Uses the following labels and plots them, so as to showcase the presence of outliers:
* COST
* CARDINALITY
* BYTES
* CPU_COST
* IO_COST
* TEMP_SPACE
* TIME

In [None]:
limit = 100
label = 'COST'
rep_vsql_plan_df2 = rep_vsql_plan_df.sort_values(by=label, ascending=False)
rep_vsql_plan_df2[[label]][0:limit].plot(kind='bar', title =label, figsize=(20, 15), legend=True, fontsize=12)
label = 'CARDINALITY'
rep_vsql_plan_df2 = rep_vsql_plan_df.sort_values(by=label, ascending=False)
rep_vsql_plan_df2[[label]][0:limit].plot(kind='bar', title =label, figsize=(20, 15), legend=True, fontsize=12)
label = 'BYTES'
rep_vsql_plan_df2 = rep_vsql_plan_df.sort_values(by=label, ascending=False)
rep_vsql_plan_df2[[label]][0:limit].plot(kind='bar', title =label, figsize=(20, 15), legend=True, fontsize=12)
label = 'IO_COST'
rep_vsql_plan_df2 = rep_vsql_plan_df.sort_values(by=label, ascending=False)
rep_vsql_plan_df2[[label]][0:limit].plot(kind='bar', title =label, figsize=(20, 15), legend=True, fontsize=12)
label = 'TEMP_SPACE'
rep_vsql_plan_df2 = rep_vsql_plan_df.sort_values(by=label, ascending=False)
rep_vsql_plan_df2[[label]][0:limit].plot(kind='bar', title =label, figsize=(20, 15), legend=True, fontsize=12)
label = 'TIME'
rep_vsql_plan_df2 = rep_vsql_plan_df.sort_values(by=label, ascending=False)
rep_vsql_plan_df2[[label]][0:limit].plot(kind='bar', title =label, figsize=(20, 15), legend=True, fontsize=12)
plt.show()

In [None]:
# y_label2 = ['COST','CARDINALITY','BYTES','IO_COST','TEMP_SPACE','TIME']
plt.rcParams['figure.figsize'] = [20, 15]
rep_vsql_plan_df.plot.scatter(x='COST',
                              y='CARDINALITY',
                              c='DarkBlue')
rep_vsql_plan_df.plot.scatter(x='COST',
                              y='BYTES',
                              c='DarkBlue')
rep_vsql_plan_df.plot.scatter(x='COST',
                              y='IO_COST',
                              c='DarkBlue')
rep_vsql_plan_df.plot.scatter(x='COST',
                              y='TEMP_SPACE',
                              c='DarkBlue')
rep_vsql_plan_df.plot.scatter(x='COST',
                              y='TIME',
                              c='DarkBlue')
plt.show()

In [None]:
plt.rcParams['figure.figsize'] = [20, 15]
plt.boxplot(rep_vsql_plan_df['COST'].values)
plt.title('COST')
plt.show()
plt.boxplot(rep_vsql_plan_df['CARDINALITY'].values)
plt.title('CARDINALITY')
plt.show()
plt.boxplot(rep_vsql_plan_df['BYTES'].values)
plt.title('BYTES')
plt.show()
plt.boxplot(rep_vsql_plan_df['IO_COST'].values)
plt.title('IO_COST')
plt.show()
plt.boxplot(rep_vsql_plan_df['TEMP_SPACE'].values)
plt.title('TEMP_SPACE')
plt.show()
plt.boxplot(rep_vsql_plan_df['TIME'].values)
plt.title('TIME')
plt.show()

### K-Means Clustering (K=2)

Attempts at clustering data (Separation between inliers and outliers).
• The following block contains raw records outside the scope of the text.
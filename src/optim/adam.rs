//! Adam optimizer

use super::optimizer::{buffers_from_state, buffers_to_state, kind_mismatch};
use super::{Optimizer, OptimizerKind, OptimizerState};
use crate::{Result, Tensor};
use ndarray::Array1;

/// Adam optimizer (Adaptive Moment Estimation) with L2 weight decay
pub struct Adam {
    lr: f32,
    beta1: f32,
    beta2: f32,
    epsilon: f32,
    weight_decay: f32,
    t: u64,
    m: Vec<Option<Array1<f32>>>, // First moment
    v: Vec<Option<Array1<f32>>>, // Second moment
}

impl Adam {
    pub fn new(lr: f32, beta1: f32, beta2: f32, epsilon: f32, weight_decay: f32) -> Self {
        Self {
            lr,
            beta1,
            beta2,
            epsilon,
            weight_decay,
            t: 0,
            m: Vec::new(),
            v: Vec::new(),
        }
    }

    /// Create Adam with default parameters
    pub fn default_params(lr: f32) -> Self {
        Self::new(lr, 0.9, 0.999, 1e-8, 0.0)
    }

    fn ensure_moments(&mut self, params: &[Tensor]) {
        if self.m.len() != params.len() {
            self.m = params.iter().map(|_| None).collect();
            self.v = params.iter().map(|_| None).collect();
        }
    }
}

impl Optimizer for Adam {
    fn step(&mut self, params: &mut [Tensor]) {
        self.ensure_moments(params);
        self.t += 1;

        // Bias correction folded into the step size
        let lr_t = self.lr
            * ((1.0 - self.beta2.powi(self.t as i32)).sqrt()
                / (1.0 - self.beta1.powi(self.t as i32)));

        for (i, param) in params.iter_mut().enumerate() {
            let Some(mut grad) = param.grad() else {
                continue;
            };
            if self.weight_decay != 0.0 {
                grad = grad + param.data() * self.weight_decay;
            }

            // m_t = β1 * m_{t-1} + (1 - β1) * g
            let m_t = match &self.m[i] {
                Some(m) => m * self.beta1 + &grad * (1.0 - self.beta1),
                None => &grad * (1.0 - self.beta1),
            };

            // v_t = β2 * v_{t-1} + (1 - β2) * g²
            let grad_sq = &grad * &grad;
            let v_t = match &self.v[i] {
                Some(v) => v * self.beta2 + &grad_sq * (1.0 - self.beta2),
                None => &grad_sq * (1.0 - self.beta2),
            };

            // θ_t = θ_{t-1} - lr_t * m_t / (√v_t + ε)
            let update = &m_t / &(v_t.mapv(f32::sqrt) + self.epsilon) * lr_t;
            *param.data_mut() = param.data() - &update;

            self.m[i] = Some(m_t);
            self.v[i] = Some(v_t);
        }
    }

    fn lr(&self) -> f32 {
        self.lr
    }

    fn set_lr(&mut self, lr: f32) {
        self.lr = lr;
    }

    fn state(&self) -> OptimizerState {
        OptimizerState::Adam {
            lr: self.lr,
            beta1: self.beta1,
            beta2: self.beta2,
            epsilon: self.epsilon,
            weight_decay: self.weight_decay,
            t: self.t,
            m: buffers_to_state(&self.m),
            v: buffers_to_state(&self.v),
        }
    }

    fn load_state(&mut self, state: OptimizerState) -> Result<()> {
        match state {
            OptimizerState::Adam {
                lr,
                beta1,
                beta2,
                epsilon,
                weight_decay,
                t,
                m,
                v,
            } => {
                self.lr = lr;
                self.beta1 = beta1;
                self.beta2 = beta2;
                self.epsilon = epsilon;
                self.weight_decay = weight_decay;
                self.t = t;
                self.m = buffers_from_state(m);
                self.v = buffers_from_state(v);
                Ok(())
            }
            other => Err(kind_mismatch(OptimizerKind::Adam, &other)),
        }
    }
}

#[cfg(test)]
mod tests {
    use super::*;

    #[test]
    fn test_adam_quadratic_convergence() {
        // f(x) = x², gradient 2x
        let mut params = vec![Tensor::from_vec(vec![5.0, -3.0, 2.0], true)];
        let mut optimizer = Adam::default_params(0.1);

        for _ in 0..200 {
            let grad = params[0].data().mapv(|x| 2.0 * x);
            params[0].set_grad(grad);
            optimizer.step(&mut params);
        }

        for &val in params[0].data().iter() {
            assert!(val.abs() < 0.5, "value {val} did not converge");
        }
    }

    #[test]
    fn test_adam_first_step_is_lr_sized() {
        let mut params = vec![Tensor::from_vec(vec![1.0], true)];
        params[0].set_grad(Array1::from(vec![4.0]));
        let mut optimizer = Adam::default_params(0.01);
        optimizer.step(&mut params);
        // Bias-corrected first step moves by ~lr regardless of gradient scale
        assert!((params[0].data()[0] - 0.99).abs() < 1e-4);
    }

    #[test]
    fn test_adam_state_round_trip_continues_identically() {
        let mut params = vec![Tensor::from_vec(vec![1.0, 2.0], true)];
        let mut opt = Adam::default_params(0.05);
        for _ in 0..3 {
            params[0].set_grad(params[0].data().mapv(|x| 2.0 * x));
            opt.step(&mut params);
        }

        let json = serde_json::to_string(&opt.state()).unwrap();
        let mut restored = Adam::default_params(0.0);
        restored.load_state(serde_json::from_str(&json).unwrap()).unwrap();

        let mut a = vec![Tensor::from_vec(params[0].data().to_vec(), true)];
        let mut b = vec![Tensor::from_vec(params[0].data().to_vec(), true)];
        a[0].set_grad(a[0].data().mapv(|x| 2.0 * x));
        b[0].set_grad(b[0].data().mapv(|x| 2.0 * x));
        opt.step(&mut a);
        restored.step(&mut b);

        assert_eq!(a[0].data(), b[0].data());
        assert_eq!(restored.lr(), 0.05);
    }
}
Initial attempts will target K=2, and then visualize centroid to gauge their effectiveness in the achieved clustering.

In [None]:
def get_col_pos(df, target_label):
    """
    Iterates over column, and retrieves position of col in dataset
    """
    columns = df.columns
    index = -1
    for i in range(0,len(columns)):
        if columns[i].lower() == target_label.lower():
            index = i
            break
    return index
#
K = 2
kmeans_hist = KMeans(n_clusters=K, random_state=0).fit(rep_hist_snapshot_df.values)
print(kmeans_hist)
print(kmeans_hist.labels_)
unique, counts = np.unique(kmeans_hist.labels_, return_counts=True)
print('Unique: ' + str(unique))
print('Counts: ' + str(counts))
print(kmeans_hist.cluster_centers_)
#
plt.rcParams['figure.figsize'] = [20, 15]
##################################
plt.scatter(x=rep_hist_snapshot_df.values[:,get_col_pos(rep_hist_snapshot_df, 'ELAPSED_TIME_DELTA')],
            y=rep_hist_snapshot_df.values[:,get_col_pos(rep_hist_snapshot_df, 'CPU_TIME_DELTA')],
            c='b')
plt.scatter(x=kmeans_hist.cluster_centers_[:,get_col_pos(rep_hist_snapshot_df, 'ELAPSED_TIME_DELTA')],
            y=kmeans_hist.cluster_centers_[:,get_col_pos(rep_hist_snapshot_df, 'CPU_TIME_DELTA')],
            c='r')
plt.title('ELAPSED_TIME_DELTA vs CPU_TIME_DELTA')
plt.xlabel('ELAPSED_TIME_DELTA')
plt.ylabel('CPU_TIME_DELTA')
plt.show()
##################################
plt.scatter(x=rep_hist_snapshot_df.values[:,get_col_pos(rep_hist_snapshot_df, 'ELAPSED_TIME_DELTA')],
            y=rep_hist_snapshot_df.values[:,get_col_pos(rep_hist_snapshot_df, 'OPTIMIZER_COST')],
            c='b')
plt.scatter(x=kmeans_hist.cluster_centers_[:,get_col_pos(rep_hist_snapshot_df, 'ELAPSED_TIME_DELTA')],
            y=kmeans_hist.cluster_centers_[:,get_col_pos(rep_hist_snapshot_df, 'OPTIMIZER_COST')],
            c='r')
plt.title('ELAPSED_TIME_DELTA vs OPTIMIZER_COST')
plt.xlabel('ELAPSED_TIME_DELTA')
plt.ylabel('OPTIMIZER_COST')
plt.show()
##################################
plt.scatter(x=rep_hist_snapshot_df.values[:,get_col_pos(rep_hist_snapshot_df, 'ELAPSED_TIME_DELTA')],
            y=rep_hist_snapshot_df.values[:,get_col_pos(rep_hist_snapshot_df, 'EXECUTIONS_DELTA')],
            c='b')
plt.scatter(x=kmeans_hist.cluster_centers_[:,get_col_pos(rep_hist_snapshot_df, 'ELAPSED_TIME_DELTA')],
            y=kmeans_hist.cluster_centers_[:,get_col_pos(rep_hist_snapshot_df, 'EXECUTIONS_DELTA')],
            c='r')
plt.title('ELAPSED_TIME_DELTA vs EXECUTIONS_DELTA')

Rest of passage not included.